- _Activity_
Some entries follow. Reproduce exactly the lines starting at the one with "is already gone" and stopping after the one with "are spawned on".

- _Stored data_

- - -

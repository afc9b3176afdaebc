//! Disposable subscription handles

use std::fmt;
use std::sync::atomic::{AtomicBool, Ordering};
use std::sync::{Mutex, PoisonError};
use tokio::task::AbortHandle;

/// An opaque token for an active upstream relationship.
///
/// `dispose` may be called any number of times from any thread; only the
/// first call has an effect.
pub trait Disposable: Send + Sync {
    fn dispose(&self);
    fn is_disposed(&self) -> bool;
}

pub type BoxDisposable = Box<dyn Disposable>;

impl<D: Disposable + ?Sized> Disposable for std::sync::Arc<D> {
    fn dispose(&self) {
        (**self).dispose()
    }

    fn is_disposed(&self) -> bool {
        (**self).is_disposed()
    }
}

/// A disposable that only records whether it was disposed
#[derive(Debug, Default)]
pub struct BooleanDisposable {
    disposed: AtomicBool,
}

impl BooleanDisposable {
    pub fn new() -> Self {
        Self::default()
    }
}

impl Disposable for BooleanDisposable {
    fn dispose(&self) {
        self.disposed.store(true, Ordering::Release);
    }

    fn is_disposed(&self) -> bool {
        self.disposed.load(Ordering::Acquire)
    }
}

/// Runs a closure the first time it is disposed
pub struct ActionDisposable {
    action: Mutex<Option<Box<dyn FnOnce() + Send>>>,
    disposed: AtomicBool,
}

impl ActionDisposable {
    pub fn new<F>(action: F) -> Self
    where
        F: FnOnce() + Send + 'static,
    {
        Self {
            action: Mutex::new(Some(Box::new(action))),
            disposed: AtomicBool::new(false),
        }
    }
}

impl Disposable for ActionDisposable {
    fn dispose(&self) {
        if self.disposed.swap(true, Ordering::AcqRel) {
            return;
        }
        let action = self
            .action
            .lock()
            .unwrap_or_else(PoisonError::into_inner)
            .take();
        if let Some(action) = action {
            action();
        }
    }

    fn is_disposed(&self) -> bool {
        self.disposed.load(Ordering::Acquire)
    }
}

impl fmt::Debug for ActionDisposable {
    fn fmt(&self, f: &mut fmt::Formatter<'_>) -> fmt::Result {
        f.debug_struct("ActionDisposable")
            .field("disposed", &self.is_disposed())
            .finish()
    }
}

/// Cancels a tokio task when disposed
#[derive(Debug)]
pub struct AbortOnDispose {
    handle: AbortHandle,
    disposed: AtomicBool,
}

impl AbortOnDispose {
    pub fn new(handle: AbortHandle) -> Self {
        Self {
            handle,
            disposed: AtomicBool::new(false),
        }
    }
}

impl Disposable for AbortOnDispose {
    fn dispose(&self) {
        if !self.disposed.swap(true, Ordering::AcqRel) {
            self.handle.abort();
        }
    }

    fn is_disposed(&self) -> bool {
        self.disposed.load(Ordering::Acquire)
    }
}

/// Disposes the wrapped handle when dropped
#[derive(Debug)]
pub struct DisposeOnDrop<D: Disposable>(D);

impl<D: Disposable> DisposeOnDrop<D> {
    pub fn new(handle: D) -> Self {
        Self(handle)
    }
}

impl<D: Disposable> Drop for DisposeOnDrop<D> {
    fn drop(&mut self) {
        self.0.dispose();
    }
}
//! Configuration types for bridge operations

use serde::{Deserialize, Serialize};
use tokio::runtime::Handle;

use crate::error::{StreamError, StreamResult};
use crate::terminal::UndeliverablePolicy;

/// Default capacity of the Push→Pull channel
pub const DEFAULT_BUFFER_CAPACITY: usize = 64;

/// Configuration shared by both bridge directions
#[derive(Debug, Clone, Serialize, Deserialize)]
#[serde(default)]
pub struct BridgeConfig {
    /// Bound of the channel between a push source and its pull consumer
    pub buffer_capacity: usize,
    /// Where errors go when their subscriber is already gone
    #[serde(skip)]
    pub undeliverable: UndeliverablePolicy,
    /// Runtime that hosts bridging tasks; the ambient runtime when `None`
    #[serde(skip)]
    pub runtime: Option<Handle>,
}

impl Default for BridgeConfig {
    fn default() -> Self {
        Self {
            buffer_capacity: DEFAULT_BUFFER_CAPACITY,
            undeliverable: UndeliverablePolicy::default(),
            runtime: None,
        }
    }
}

impl BridgeConfig {
    pub fn with_buffer_capacity(mut self, capacity: usize) -> Self {
        self.buffer_capacity = capacity;
        self
    }

    pub fn with_undeliverable(mut self, policy: UndeliverablePolicy) -> Self {
        self.undeliverable = policy;
        self
    }

    pub fn with_runtime(mut self, handle: Handle) -> Self {
        self.runtime = Some(handle);
        self
    }

    /// Parse the serialisable part of the configuration
    pub fn from_json(json: &str) -> Result<Self, serde_json::Error> {
        serde_json::from_str(json)
    }

    /// The runtime bridging tasks are spawned on
    pub(crate) fn runtime_handle(&self) -> StreamResult<Handle> {
        match &self.runtime {
            Some(handle) => Ok(handle.clone()),
            None => Handle::try_current().map_err(|err| StreamError::Runtime(err.to_string())),
        }
    }
}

- - -

- _Answer box_
    /// Where errors go when their subscriber is already gone
    #[serde(skip)]
    pub undeliverable: UndeliverablePolicy,
    /// Runtime that hosts bridging tasks; the ambient runtime when `None`
    #[serde(skip)]
    pub runtime: Option<Handle>,
}

impl Default for BridgeConfig {
    fn default() -> Self {
        Self {
            buffer_capacity: DEFAULT_BUFFER_CAPACITY,
            undeliverable: UndeliverablePolicy::default(),
            runtime: None,
        }
    }
}

impl BridgeConfig {
    pub fn with_buffer_capacity(mut self, capacity: usize) -> Self {
        self.buffer_capacity = capacity;
        self
    }

    pub fn with_undeliverable(mut self, policy: UndeliverablePolicy) -> Self {
        self.undeliverable = policy;
        self
    }

    pub fn with_runtime(mut self, handle: Handle) -> Self {
        self.runtime = Some(handle);
        self
    }

    /// Parse the serialisable part of the configuration
    pub fn from_json(json: &str) -> Result<Self, serde_json::Error> {
        serde_json::from_str(json)
    }

    /// The runtime bridging tasks are spawned on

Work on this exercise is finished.